## What you have to do
Where does the string "DeclElement" occur in the entries below? Copy every line where it does.

## Given records
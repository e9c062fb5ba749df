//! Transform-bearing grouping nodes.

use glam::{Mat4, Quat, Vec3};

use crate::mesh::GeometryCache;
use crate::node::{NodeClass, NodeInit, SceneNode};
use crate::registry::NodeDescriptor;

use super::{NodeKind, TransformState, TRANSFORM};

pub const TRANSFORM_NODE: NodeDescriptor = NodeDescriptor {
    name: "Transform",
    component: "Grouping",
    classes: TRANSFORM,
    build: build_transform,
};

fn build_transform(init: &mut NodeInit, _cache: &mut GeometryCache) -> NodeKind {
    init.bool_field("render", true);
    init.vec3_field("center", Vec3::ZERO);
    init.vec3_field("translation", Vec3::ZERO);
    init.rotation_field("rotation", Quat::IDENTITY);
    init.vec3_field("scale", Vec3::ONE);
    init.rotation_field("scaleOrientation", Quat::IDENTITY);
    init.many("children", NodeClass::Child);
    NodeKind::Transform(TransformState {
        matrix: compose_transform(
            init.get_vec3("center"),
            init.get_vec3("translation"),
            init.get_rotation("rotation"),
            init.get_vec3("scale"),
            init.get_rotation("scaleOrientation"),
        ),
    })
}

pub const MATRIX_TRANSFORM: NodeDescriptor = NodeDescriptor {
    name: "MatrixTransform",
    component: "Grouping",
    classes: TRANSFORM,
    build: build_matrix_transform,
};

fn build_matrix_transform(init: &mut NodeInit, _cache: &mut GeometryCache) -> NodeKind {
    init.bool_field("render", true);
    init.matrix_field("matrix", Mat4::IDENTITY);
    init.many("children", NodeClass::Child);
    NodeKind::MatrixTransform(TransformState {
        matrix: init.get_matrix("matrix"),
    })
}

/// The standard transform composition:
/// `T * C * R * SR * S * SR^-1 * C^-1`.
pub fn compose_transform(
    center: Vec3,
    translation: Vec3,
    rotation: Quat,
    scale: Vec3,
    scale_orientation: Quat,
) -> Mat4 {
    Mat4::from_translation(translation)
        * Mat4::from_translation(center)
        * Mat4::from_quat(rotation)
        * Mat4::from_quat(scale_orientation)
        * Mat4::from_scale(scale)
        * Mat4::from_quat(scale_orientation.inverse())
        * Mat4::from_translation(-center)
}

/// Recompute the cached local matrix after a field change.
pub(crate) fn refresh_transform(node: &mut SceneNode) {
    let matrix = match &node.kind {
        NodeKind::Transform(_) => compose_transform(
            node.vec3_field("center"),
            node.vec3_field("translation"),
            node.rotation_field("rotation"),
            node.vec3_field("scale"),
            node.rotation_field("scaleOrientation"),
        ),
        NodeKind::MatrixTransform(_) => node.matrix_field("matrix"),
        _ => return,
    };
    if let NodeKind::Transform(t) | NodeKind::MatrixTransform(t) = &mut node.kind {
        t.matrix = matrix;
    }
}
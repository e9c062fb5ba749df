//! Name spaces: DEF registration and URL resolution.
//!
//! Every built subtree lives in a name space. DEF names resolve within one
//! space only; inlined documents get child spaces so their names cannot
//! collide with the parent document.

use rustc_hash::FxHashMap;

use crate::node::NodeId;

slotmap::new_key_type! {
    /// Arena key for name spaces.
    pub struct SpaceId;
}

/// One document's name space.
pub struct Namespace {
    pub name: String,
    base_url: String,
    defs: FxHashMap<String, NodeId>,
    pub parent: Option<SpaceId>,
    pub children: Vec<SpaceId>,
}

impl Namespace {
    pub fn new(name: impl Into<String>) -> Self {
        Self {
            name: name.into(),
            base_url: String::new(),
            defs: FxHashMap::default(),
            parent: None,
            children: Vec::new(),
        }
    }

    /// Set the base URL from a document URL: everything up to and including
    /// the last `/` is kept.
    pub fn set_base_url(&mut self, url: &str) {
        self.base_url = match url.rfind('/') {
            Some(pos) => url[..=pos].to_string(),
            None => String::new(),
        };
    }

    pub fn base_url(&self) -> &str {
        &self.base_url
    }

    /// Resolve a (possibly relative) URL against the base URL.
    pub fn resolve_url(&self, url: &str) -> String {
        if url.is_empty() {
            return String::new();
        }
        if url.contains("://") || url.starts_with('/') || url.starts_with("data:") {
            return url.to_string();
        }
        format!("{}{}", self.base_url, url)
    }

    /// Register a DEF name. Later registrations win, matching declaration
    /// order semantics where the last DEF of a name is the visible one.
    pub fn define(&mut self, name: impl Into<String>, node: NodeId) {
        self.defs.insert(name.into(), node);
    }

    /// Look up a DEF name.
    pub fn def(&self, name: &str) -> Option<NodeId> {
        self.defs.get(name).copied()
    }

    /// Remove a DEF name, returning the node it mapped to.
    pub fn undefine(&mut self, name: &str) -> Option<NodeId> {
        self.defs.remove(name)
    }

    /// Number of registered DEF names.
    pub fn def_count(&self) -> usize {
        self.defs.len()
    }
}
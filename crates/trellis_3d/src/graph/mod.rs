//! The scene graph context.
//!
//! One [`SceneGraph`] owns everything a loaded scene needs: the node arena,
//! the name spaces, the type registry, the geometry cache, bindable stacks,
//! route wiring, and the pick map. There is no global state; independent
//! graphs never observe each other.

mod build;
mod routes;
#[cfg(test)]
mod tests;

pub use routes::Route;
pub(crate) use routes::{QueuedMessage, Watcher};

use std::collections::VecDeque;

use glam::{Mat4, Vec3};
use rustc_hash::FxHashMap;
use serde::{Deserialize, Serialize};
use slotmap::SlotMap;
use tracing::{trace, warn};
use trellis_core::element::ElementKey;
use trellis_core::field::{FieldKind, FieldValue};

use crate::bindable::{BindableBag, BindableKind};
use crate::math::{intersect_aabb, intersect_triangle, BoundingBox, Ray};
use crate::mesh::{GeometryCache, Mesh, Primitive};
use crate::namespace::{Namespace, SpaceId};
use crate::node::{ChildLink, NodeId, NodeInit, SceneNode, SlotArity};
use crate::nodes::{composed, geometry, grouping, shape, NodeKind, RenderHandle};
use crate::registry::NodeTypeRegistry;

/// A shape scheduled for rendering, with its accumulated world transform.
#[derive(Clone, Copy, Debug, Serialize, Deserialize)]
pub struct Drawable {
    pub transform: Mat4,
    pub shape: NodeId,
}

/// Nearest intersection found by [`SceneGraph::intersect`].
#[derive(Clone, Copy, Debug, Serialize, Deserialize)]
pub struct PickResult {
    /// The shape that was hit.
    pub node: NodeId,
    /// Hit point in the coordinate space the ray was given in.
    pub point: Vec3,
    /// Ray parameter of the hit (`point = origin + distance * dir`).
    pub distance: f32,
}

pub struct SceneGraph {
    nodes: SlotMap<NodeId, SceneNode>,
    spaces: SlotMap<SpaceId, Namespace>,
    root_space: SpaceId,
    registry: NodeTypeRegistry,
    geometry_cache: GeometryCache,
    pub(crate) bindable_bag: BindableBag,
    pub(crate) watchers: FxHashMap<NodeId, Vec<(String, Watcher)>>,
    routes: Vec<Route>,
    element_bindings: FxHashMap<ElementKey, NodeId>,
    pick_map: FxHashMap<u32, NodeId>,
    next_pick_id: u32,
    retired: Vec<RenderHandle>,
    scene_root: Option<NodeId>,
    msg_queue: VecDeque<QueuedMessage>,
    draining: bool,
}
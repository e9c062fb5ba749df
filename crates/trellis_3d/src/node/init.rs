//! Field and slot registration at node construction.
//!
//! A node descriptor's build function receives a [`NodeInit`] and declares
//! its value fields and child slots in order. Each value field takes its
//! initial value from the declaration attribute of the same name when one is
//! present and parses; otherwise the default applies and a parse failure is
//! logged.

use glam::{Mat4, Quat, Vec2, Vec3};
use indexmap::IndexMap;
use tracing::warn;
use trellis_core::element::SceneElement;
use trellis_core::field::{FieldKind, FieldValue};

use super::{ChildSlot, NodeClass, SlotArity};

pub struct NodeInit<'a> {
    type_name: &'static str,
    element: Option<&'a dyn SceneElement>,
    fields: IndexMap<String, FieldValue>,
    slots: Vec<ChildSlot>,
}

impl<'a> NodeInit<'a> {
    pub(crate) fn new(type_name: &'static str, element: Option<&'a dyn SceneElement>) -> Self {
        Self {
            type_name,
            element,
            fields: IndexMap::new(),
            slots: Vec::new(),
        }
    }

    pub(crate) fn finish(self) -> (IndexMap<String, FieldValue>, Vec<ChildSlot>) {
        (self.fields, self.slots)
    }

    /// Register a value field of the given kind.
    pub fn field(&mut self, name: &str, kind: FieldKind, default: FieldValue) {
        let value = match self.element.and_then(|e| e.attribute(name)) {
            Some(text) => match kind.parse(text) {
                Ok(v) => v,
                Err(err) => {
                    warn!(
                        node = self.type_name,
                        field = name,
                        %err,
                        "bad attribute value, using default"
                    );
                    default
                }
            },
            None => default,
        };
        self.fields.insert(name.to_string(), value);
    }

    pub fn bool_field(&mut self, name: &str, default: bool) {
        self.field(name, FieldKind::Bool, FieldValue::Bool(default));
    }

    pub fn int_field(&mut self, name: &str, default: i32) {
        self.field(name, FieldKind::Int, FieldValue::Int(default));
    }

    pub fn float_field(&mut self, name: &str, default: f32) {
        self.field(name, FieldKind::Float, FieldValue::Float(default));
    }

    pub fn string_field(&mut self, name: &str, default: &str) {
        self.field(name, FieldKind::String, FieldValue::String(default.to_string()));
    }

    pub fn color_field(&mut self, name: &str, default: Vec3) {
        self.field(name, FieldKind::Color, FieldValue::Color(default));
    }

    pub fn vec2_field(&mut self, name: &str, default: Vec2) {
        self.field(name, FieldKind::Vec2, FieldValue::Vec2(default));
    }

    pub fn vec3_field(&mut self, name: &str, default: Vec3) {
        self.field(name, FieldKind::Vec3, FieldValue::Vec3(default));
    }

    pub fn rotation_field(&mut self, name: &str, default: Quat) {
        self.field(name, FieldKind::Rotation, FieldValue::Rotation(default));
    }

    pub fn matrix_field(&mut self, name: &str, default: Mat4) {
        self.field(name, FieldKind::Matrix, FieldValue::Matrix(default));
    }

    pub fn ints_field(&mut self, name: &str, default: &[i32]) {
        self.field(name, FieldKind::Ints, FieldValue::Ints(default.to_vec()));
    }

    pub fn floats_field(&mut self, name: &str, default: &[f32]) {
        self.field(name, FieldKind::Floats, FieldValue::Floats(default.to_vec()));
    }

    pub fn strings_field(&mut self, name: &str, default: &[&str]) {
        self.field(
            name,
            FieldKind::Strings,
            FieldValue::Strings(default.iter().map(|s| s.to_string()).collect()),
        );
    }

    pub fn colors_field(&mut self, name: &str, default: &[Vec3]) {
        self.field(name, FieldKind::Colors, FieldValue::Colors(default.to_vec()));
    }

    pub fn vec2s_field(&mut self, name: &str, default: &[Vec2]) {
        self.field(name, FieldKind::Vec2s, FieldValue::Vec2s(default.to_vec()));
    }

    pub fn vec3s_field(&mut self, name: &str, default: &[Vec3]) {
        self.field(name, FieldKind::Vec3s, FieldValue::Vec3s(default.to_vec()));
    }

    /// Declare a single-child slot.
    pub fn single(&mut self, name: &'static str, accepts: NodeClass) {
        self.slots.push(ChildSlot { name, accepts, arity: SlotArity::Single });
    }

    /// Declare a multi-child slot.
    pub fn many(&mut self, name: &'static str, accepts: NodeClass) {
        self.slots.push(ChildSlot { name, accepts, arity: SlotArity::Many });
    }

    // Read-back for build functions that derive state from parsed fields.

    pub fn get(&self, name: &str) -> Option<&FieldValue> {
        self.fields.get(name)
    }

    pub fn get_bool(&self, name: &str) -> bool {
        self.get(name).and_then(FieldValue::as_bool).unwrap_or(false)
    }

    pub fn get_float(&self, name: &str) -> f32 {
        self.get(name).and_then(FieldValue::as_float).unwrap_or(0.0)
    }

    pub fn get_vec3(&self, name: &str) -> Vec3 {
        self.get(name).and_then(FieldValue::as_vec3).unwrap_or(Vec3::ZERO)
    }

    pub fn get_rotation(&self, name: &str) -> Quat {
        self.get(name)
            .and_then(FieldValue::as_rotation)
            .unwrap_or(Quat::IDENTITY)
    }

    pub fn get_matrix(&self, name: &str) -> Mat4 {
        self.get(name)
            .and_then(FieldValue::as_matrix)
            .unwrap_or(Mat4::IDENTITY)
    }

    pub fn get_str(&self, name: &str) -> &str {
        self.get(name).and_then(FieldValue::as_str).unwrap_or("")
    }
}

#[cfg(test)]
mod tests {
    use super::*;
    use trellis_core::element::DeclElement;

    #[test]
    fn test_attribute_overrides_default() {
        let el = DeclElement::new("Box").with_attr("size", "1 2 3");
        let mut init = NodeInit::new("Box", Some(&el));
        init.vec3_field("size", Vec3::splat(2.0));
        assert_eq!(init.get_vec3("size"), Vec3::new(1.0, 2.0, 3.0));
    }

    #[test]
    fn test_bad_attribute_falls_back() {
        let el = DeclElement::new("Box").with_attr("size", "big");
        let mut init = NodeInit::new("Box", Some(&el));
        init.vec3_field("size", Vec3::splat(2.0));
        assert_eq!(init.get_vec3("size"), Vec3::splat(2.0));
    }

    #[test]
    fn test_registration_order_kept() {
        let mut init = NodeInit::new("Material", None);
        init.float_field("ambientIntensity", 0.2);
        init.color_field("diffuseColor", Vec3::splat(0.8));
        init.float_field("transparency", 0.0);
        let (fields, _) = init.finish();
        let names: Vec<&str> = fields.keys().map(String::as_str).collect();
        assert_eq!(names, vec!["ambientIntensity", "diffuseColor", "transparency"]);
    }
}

## Response to this task
    use trellis_core::element::DeclElement;
        let el = DeclElement::new("Box").with_attr("size", "1 2 3");
        let el = DeclElement::new("Box").with_attr("size", "big");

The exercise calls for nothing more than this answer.